Via Amazon
Via Amazon

E-commerce giant Amazon has announced it is building a permanent 47,000-sq-ft homeless shelter at the heart of its new Seattle campus.

The company is making space for nonprofit organisation Mary’s Place, which turns empty buildings into temporary shelters for women and families.

Currently, the charity occupies an empty Travelodge at the heart of the soon-to-be-built campus, but it is due for demolition in October.
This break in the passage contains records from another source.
use crate::error::ExecutionError;

#[derive(
    Debug,
    Clone,
    Copy,
    PartialEq,
    Eq,
    serde::Serialize,
    strum::Display,
)]
#[serde(rename_all = "SCREAMING_SNAKE_CASE")]
#[strum(serialize_all = "SCREAMING_SNAKE_CASE")]
#[non_exhaustive]
pub enum ErrorCode {
    // Request-level, nothing is executed
    OperationValidationError,
    VariableError,
    // Field-level
    ArgumentError,
    ResolverError,
    // Either, depending on where the construct shows up
    UnsupportedConstruct,
}

impl ErrorCode {
    /// Whether an error with this code aborts the whole request.
    pub fn is_request_error(self) -> bool {
        matches!(self, ErrorCode::OperationValidationError | ErrorCode::VariableError)
    }
}

impl From<&ExecutionError> for ErrorCode {
    fn from(error: &ExecutionError) -> Self {
        match error {
            ExecutionError::Validation(_) => ErrorCode::OperationValidationError,
            ExecutionError::Variable { .. } => ErrorCode::VariableError,
            ExecutionError::Coercion(_) => ErrorCode::ArgumentError,
            ExecutionError::Resolver(_) => ErrorCode::ResolverError,
            ExecutionError::UnsupportedConstruct(_) => ErrorCode::UnsupportedConstruct,
        }
    }
}
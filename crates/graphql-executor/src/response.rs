use async_graphql_value::ConstValue;

use crate::error::{ExecutionError, GraphqlError};

/// Result of executing a request.
///
/// `data` is absent only when the request failed before execution started. A null that
/// propagated up to the root produces `Some(ConstValue::Null)`.
#[derive(Debug, Clone, PartialEq, serde::Serialize)]
pub struct Response {
    #[serde(skip_serializing_if = "Option::is_none")]
    pub data: Option<ConstValue>,
    #[serde(skip_serializing_if = "Vec::is_empty")]
    pub errors: Vec<GraphqlError>,
}

impl Response {
    pub fn new(data: ConstValue, errors: Vec<GraphqlError>) -> Self {
        Response {
            data: Some(data),
            errors,
        }
    }

    pub fn from_errors(errors: impl IntoIterator<Item = GraphqlError>) -> Self {
        Response {
            data: None,
            errors: errors.into_iter().collect(),
        }
    }

    /// Converts the response into the JSON that would be sent over the wire.
    pub fn into_json(self) -> serde_json::Result<serde_json::Value> {
        serde_json::to_value(self)
    }
}

impl From<ExecutionError> for Response {
    fn from(err: ExecutionError) -> Self {
        Response::from_errors([GraphqlError::from(err)])
    }
}
use std::collections::HashMap;

use async_graphql_parser::{
    types::{Field, FragmentSpread, Selection, SelectionSet},
    Positioned,
};
use async_graphql_value::Name;

use super::context::ExecutionContext;
use crate::{
    directive::DirectiveLocation,
    error::{ExecutionError, ValidationError},
    schema::MetaType,
};

/// Walks the whole selected operation before any resolver runs, fragments expanded
/// against their type condition.
///
/// Rejects what would otherwise only surface in some branches depending on the data:
/// unknown fields, fragments and directives, selection set mismatches, impossible type
/// conditions, fragment cycles and operations deeper than the configured maximum.
pub(crate) struct OperationWalker<'c, 'a> {
    ctx: &'c ExecutionContext<'a>,
    // Depth of a fragment doesn't depend on where it's spread.
    fragment_depths: HashMap<&'a str, usize>,
    visiting: Vec<&'a str>,
}

impl<'c, 'a> OperationWalker<'c, 'a> {
    pub(crate) fn new(ctx: &'c ExecutionContext<'a>) -> Self {
        OperationWalker {
            ctx,
            fragment_depths: HashMap::new(),
            visiting: Vec::new(),
        }
    }

    /// Returns the depth of the operation, 1 for `{ a }`.
    pub(crate) fn walk_operation(mut self) -> Result<usize, ExecutionError> {
        let root = self.ctx.root_type()?;
        let Some(root) = self.ctx.schema.get(root.name()) else {
            return Ok(0);
        };

        let depth = self.walk_selection_set(root, &self.ctx.operation().selection_set.node)?;
        match self.ctx.config.max_depth {
            Some(max_depth) if depth > max_depth => Err(ValidationError::TooDeep {
                max_depth,
                location: self.ctx.operation_location().into(),
            }
            .into()),
            _ => Ok(depth),
        }
    }

    fn walk_selection_set(&mut self, parent: &'a MetaType, selection_set: &'a SelectionSet) -> Result<usize, ExecutionError> {
        let mut depth = 0;
        for selection in &selection_set.items {
            let selection_depth = match &selection.node {
                Selection::Field(field) => self.walk_field(parent, field)?,
                Selection::FragmentSpread(spread) => {
                    self.ctx
                        .is_included(&spread.node.directives, DirectiveLocation::FragmentSpread)?;
                    self.walk_fragment(parent, spread)?
                }
                Selection::InlineFragment(fragment) => {
                    self.ctx
                        .is_included(&fragment.node.directives, DirectiveLocation::InlineFragment)?;
                    let ty = match &fragment.node.type_condition {
                        Some(type_condition) => self.type_condition(parent, &type_condition.node.on)?,
                        None => parent,
                    };
                    self.walk_selection_set(ty, &fragment.node.selection_set.node)?
                }
            };
            depth = depth.max(selection_depth);
        }
        Ok(depth)
    }

    fn walk_field(&mut self, parent: &'a MetaType, field: &'a Positioned<Field>) -> Result<usize, ExecutionError> {
        self.ctx.is_included(&field.node.directives, DirectiveLocation::Field)?;

        let name = &field.node.name.node;
        let has_selection_set = !field.node.selection_set.node.items.is_empty();

        if name.as_str() == "__typename" {
            if has_selection_set {
                return Err(ValidationError::LeafSelectionSet {
                    name: name.to_string(),
                    ty: "String!".to_string(),
                    location: field.pos.into(),
                }
                .into());
            }
            return Ok(1);
        }

        let Some(definition) = parent.field_by_name(name) else {
            return Err(ValidationError::UnknownField {
                name: name.to_string(),
                parent: parent.name().to_string(),
                location: field.pos.into(),
            }
            .into());
        };
        let Some(ty) = self.ctx.schema.named_type(definition.ty()) else {
            return Err(ValidationError::UnknownType {
                name: definition.ty().to_string(),
                location: field.pos.into(),
            }
            .into());
        };

        match (ty.is_leaf(), has_selection_set) {
            (true, false) => Ok(1),
            (true, true) => Err(ValidationError::LeafSelectionSet {
                name: name.to_string(),
                ty: definition.ty().to_string(),
                location: field.pos.into(),
            }
            .into()),
            (false, false) => Err(ValidationError::MissingSelectionSet {
                name: name.to_string(),
                ty: definition.ty().to_string(),
                location: field.pos.into(),
            }
            .into()),
            (false, true) => Ok(1 + self.walk_selection_set(ty, &field.node.selection_set.node)?),
        }
    }

    fn walk_fragment(
        &mut self,
        parent: &'a MetaType,
        spread: &'a Positioned<FragmentSpread>,
    ) -> Result<usize, ExecutionError> {
        let name = spread.node.fragment_name.node.as_str();
        let Some(fragment) = self.ctx.fragment(name) else {
            return Err(ValidationError::UnknownFragment {
                name: name.to_string(),
                location: spread.pos.into(),
            }
            .into());
        };
        let ty = self.type_condition(parent, &fragment.node.type_condition.node.on)?;

        if let Some(depth) = self.fragment_depths.get(name) {
            return Ok(*depth);
        }
        if self.visiting.contains(&name) {
            return Err(ValidationError::FragmentCycle {
                name: name.to_string(),
                location: spread.pos.into(),
            }
            .into());
        }
        self.ctx
            .is_included(&fragment.node.directives, DirectiveLocation::FragmentDefinition)?;

        self.visiting.push(name);
        let depth = self.walk_selection_set(ty, &fragment.node.selection_set.node)?;
        self.visiting.pop();
        self.fragment_depths.insert(name, depth);

        Ok(depth)
    }

    fn type_condition(&self, parent: &MetaType, on: &'a Positioned<Name>) -> Result<&'a MetaType, ExecutionError> {
        let Some(ty) = self.ctx.schema.get(&on.node) else {
            return Err(ValidationError::UnknownType {
                name: on.node.to_string(),
                location: on.pos.into(),
            }
            .into());
        };
        if !self.ctx.schema.types_overlap(parent.name(), ty.name()) {
            return Err(ValidationError::IncompatibleFragment {
                type_condition: ty.name().to_string(),
                parent: parent.name().to_string(),
                location: on.pos.into(),
            }
            .into());
        }
        Ok(ty)
    }
}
The new facilities will be a significant trade up: Amazon is handing over six-storeys of one of its new buildings, which will accommodate up to 220 people.

Amazon’s head of real estate John Schoettler said the deal is ‘permanent, until homelessness is solved,’ and is expected to cost the company ‘tens of millions of dollars.’

Mary’s Place will get free rent, and utilities will also be covered by the company.

The scheme is Amazon’s biggest philanthropic project to date, but is not without its critics, who have drawn attention to the widening economic gap between tech gentrifiers moving into the new $4-billion facility and local residents.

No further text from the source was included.